▸ **What is required**:
Draw out every line with the word "struct" from the listing below.

▸ **Extracted data**:
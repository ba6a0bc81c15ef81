//! chroot and uid/gid switching.

use std::ffi::CString;
use std::io;
use std::path::Path;

/// Target user and group for the privilege drop.
#[derive(Debug, Clone, Copy, PartialEq, Eq)]
pub struct Identity {
    pub uid: libc::uid_t,
    pub gid: libc::gid_t,
}

pub fn is_root() -> bool {
    unsafe { libc::geteuid() == 0 }
}

/// Resolve user and group names (or numeric ids) to an identity.
///
/// Without a group, a named user's primary group is used; a numeric user
/// with no passwd entry keeps the current gid.
pub fn resolve(user: Option<&str>, group: Option<&str>) -> Result<Identity, String> {
    let (uid, primary_gid) = match user {
        Some(name) => lookup_user(name)?,
        None => unsafe { (libc::getuid(), None) },
    };
    let gid = match group {
        Some(name) => lookup_group(name)?,
        None => primary_gid.unwrap_or_else(|| unsafe { libc::getgid() }),
    };
    Ok(Identity { uid, gid })
}

/// Make `root` the filesystem root and the working directory.
pub fn chroot(root: &Path) -> io::Result<()> {
    std::env::set_current_dir(root)?;
    std::os::unix::fs::chroot(".")?;
    std::env::set_current_dir("/")
}

/// Switch supplementary groups, gid and uid, in that order.
pub fn drop_to(id: &Identity) -> Result<(), String> {
    if !is_root() {
        return Err("switching user requires starting as root".to_string());
    }
    unsafe {
        if libc::setgroups(1, &id.gid) != 0 {
            return Err(format!("setgroups: {}", io::Error::last_os_error()));
        }
        if libc::setgid(id.gid) != 0 {
            return Err(format!("setgid({}): {}", id.gid, io::Error::last_os_error()));
        }
        if libc::setuid(id.uid) != 0 {
            return Err(format!("setuid({}): {}", id.uid, io::Error::last_os_error()));
        }
        if id.uid != 0 && libc::setuid(0) == 0 {
            return Err("root privileges could be regained".to_string());
        }
    }
    Ok(())
}

fn lookup_user(name: &str) -> Result<(libc::uid_t, Option<libc::gid_t>), String> {
    if let Ok(uid) = name.parse::<libc::uid_t>() {
        return Ok((uid, None));
    }
    let c_name = CString::new(name).map_err(|_| format!("invalid user name '{}'", name))?;
    let mut buf = lookup_buffer(libc::_SC_GETPW_R_SIZE_MAX);
    let mut pwd: libc::passwd = unsafe { std::mem::zeroed() };
    let mut result: *mut libc::passwd = std::ptr::null_mut();
    let rc = unsafe {
        libc::getpwnam_r(c_name.as_ptr(), &mut pwd, buf.as_mut_ptr(), buf.len(), &mut result)
    };
    if rc != 0 {
        return Err(format!("user '{}': {}", name, io::Error::from_raw_os_error(rc)));
    }
    if result.is_null() {
        return Err(format!("unknown user '{}'", name));
    }
    Ok((pwd.pw_uid, Some(pwd.pw_gid)))
}

fn lookup_group(name: &str) -> Result<libc::gid_t, String> {
    if let Ok(gid) = name.parse::<libc::gid_t>() {
        return Ok(gid);
    }
    let c_name = CString::new(name).map_err(|_| format!("invalid group name '{}'", name))?;
    let mut buf = lookup_buffer(libc::_SC_GETGR_R_SIZE_MAX);
    let mut grp: libc::group = unsafe { std::mem::zeroed() };
    let mut result: *mut libc::group = std::ptr::null_mut();
    let rc = unsafe {
        libc::getgrnam_r(c_name.as_ptr(), &mut grp, buf.as_mut_ptr(), buf.len(), &mut result)
    };
    if rc != 0 {
        return Err(format!("group '{}': {}", name, io::Error::from_raw_os_error(rc)));
    }
    if result.is_null() {
        return Err(format!("unknown group '{}'", name));
    }
    Ok(grp.gr_gid)
}

fn lookup_buffer(key: libc::c_int) -> Vec<libc::c_char> {
    let size = unsafe { libc::sysconf(key) };
    let size = if size > 0 { size as usize } else { 16 * 1024 };
    vec![0; size]
}
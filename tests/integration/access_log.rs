//! Access log tests

use std::fs;

use crate::helpers::*;
use tokio_webfs::config::AccessLogTarget;

#[tokio::test]
async fn test_requests_logged_in_common_format() {
    let logs = tempfile::tempdir().unwrap();
    let log_path = logs.path().join("access.log");
    let target = AccessLogTarget::File(log_path.clone());

    let mut server = TestServer::with_config(move |c| c.with_access_log(target));
    server.get("/hello.txt").await;
    server.get("/nope").await;
    server.stop();

    let log = fs::read_to_string(&log_path).unwrap();
    let lines: Vec<&str> = log.lines().collect();
    assert_eq!(lines.len(), 2, "log: {}", log);

    assert!(lines[0].starts_with("127.0.0.1 - - ["), "line: {}", lines[0]);
    assert!(lines[0].ends_with("\"GET /hello.txt HTTP/1.1\" 200 14"), "line: {}", lines[0]);
    assert!(lines[1].contains("\"GET /nope HTTP/1.1\" 404 "), "line: {}", lines[1]);
}

#[tokio::test]
async fn test_authenticated_user_logged() {
    let logs = tempfile::tempdir().unwrap();
    let log_path = logs.path().join("access.log");
    let target = AccessLogTarget::File(log_path.clone());

    let mut server = TestServer::with_config(move |c| c.with_access_log(target).with_auth("admin", "pw"));
    server
        .client
        .get(format!("{}/hello.txt", server.base_url))
        .basic_auth("admin", Some("pw"))
        .send()
        .await
        .unwrap();
    server.stop();

    let log = fs::read_to_string(&log_path).unwrap();
    assert!(log.starts_with("127.0.0.1 - admin ["), "log: {}", log);
}
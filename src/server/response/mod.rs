//! HTTP response model and head serialization.

pub mod static_file;

use std::fmt::Write as _;
use std::io;
use std::time::SystemTime;

use bytes::{BufMut, Bytes, BytesMut};
use http::header::{self, HeaderMap, HeaderName, HeaderValue};
use http::StatusCode;

use crate::cgi::CgiBody;

pub use static_file::{resolve_range, serve_file, RangeResolution};

/// Server header value.
pub static SERVER_HEADER: HeaderValue =
    HeaderValue::from_static(concat!("tokio_webfs/", env!("CARGO_PKG_VERSION")));

/// Response body source.
pub enum Body {
    Empty,
    Bytes(Bytes),
    /// Region of an open file, sent with sendfile where available.
    File {
        file: std::fs::File,
        offset: u64,
        len: u64,
    },
    /// CGI output of unknown length; the connection closes after it.
    Cgi(Box<CgiBody>),
}

impl Body {
    /// Length when known up front.
    pub fn len(&self) -> Option<u64> {
        match self {
            Body::Empty => Some(0),
            Body::Bytes(b) => Some(b.len() as u64),
            Body::File { len, .. } => Some(*len),
            Body::Cgi(_) => None,
        }
    }

    pub fn is_empty(&self) -> bool {
        self.len() == Some(0)
    }
}

pub struct Response {
    pub status: StatusCode,
    pub headers: HeaderMap,
    pub body: Body,
    /// Close the connection after this response.
    pub close: bool,
}

impl Response {
    pub fn new(status: StatusCode) -> Self {
        Self {
            status,
            headers: HeaderMap::new(),
            body: Body::Empty,
            close: false,
        }
    }

    /// In-memory body with its content type.
    pub fn bytes(status: StatusCode, content_type: &'static str, body: Bytes) -> Self {
        let mut resp = Self::new(status);
        resp.headers
            .insert(header::CONTENT_TYPE, HeaderValue::from_static(content_type));
        resp.body = Body::Bytes(body);
        resp
    }

    pub fn with_header(mut self, name: HeaderName, value: HeaderValue) -> Self {
        self.headers.insert(name, value);
        self
    }

    pub fn closing(mut self) -> Self {
        self.close = true;
        self
    }

    /// Add the headers every response carries.
    ///
    /// `keep_alive` reflects the request; the response's own `close` flag
    /// overrides it. Content-Length is filled in for bodies of known size,
    /// except for 304 which describes the omitted representation.
    pub fn finalize(&mut self, keep_alive: bool, cors_origin: Option<&HeaderValue>) {
        if !keep_alive || self.body.len().is_none() {
            self.close = true;
        }

        self.headers.insert(header::SERVER, SERVER_HEADER.clone());
        if let Ok(date) = HeaderValue::from_str(&httpdate::fmt_http_date(SystemTime::now())) {
            self.headers.insert(header::DATE, date);
        }
        self.headers.insert(
            header::CONNECTION,
            HeaderValue::from_static(if self.close { "close" } else { "keep-alive" }),
        );
        if let Some(origin) = cors_origin {
            self.headers
                .insert(header::ACCESS_CONTROL_ALLOW_ORIGIN, origin.clone());
        }

        if self.status != StatusCode::NOT_MODIFIED && !self.headers.contains_key(header::CONTENT_LENGTH) {
            if let Some(len) = self.body.len() {
                self.headers.insert(header::CONTENT_LENGTH, HeaderValue::from(len));
            }
        }
    }

    /// Serialize the status line and headers.
    pub fn encode_head(&self, out: &mut BytesMut) {
        let reason = self.status.canonical_reason().unwrap_or("");
        let _ = write!(out, "HTTP/1.1 {} {}\r\n", self.status.as_u16(), reason);
        for (name, value) in &self.headers {
            out.put_slice(name.as_str().as_bytes());
            out.put_slice(b": ");
            out.put_slice(value.as_bytes());
            out.put_slice(b"\r\n");
        }
        out.put_slice(b"\r\n");
    }
}

/// Status for a failed open or stat of a request path.
pub fn io_error_status(e: &io::Error) -> StatusCode {
    match e.kind() {
        io::ErrorKind::NotFound => StatusCode::NOT_FOUND,
        io::ErrorKind::PermissionDenied => StatusCode::FORBIDDEN,
        _ if e.raw_os_error() == Some(libc::ENOTDIR) => StatusCode::NOT_FOUND,
        _ if e.raw_os_error() == Some(libc::ENAMETOOLONG) => StatusCode::NOT_FOUND,
        _ if e.raw_os_error() == Some(libc::ELOOP) => StatusCode::FORBIDDEN,
        _ => StatusCode::INTERNAL_SERVER_ERROR,
    }
}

▸ **Written response**:
pub struct Identity {
pub struct Response {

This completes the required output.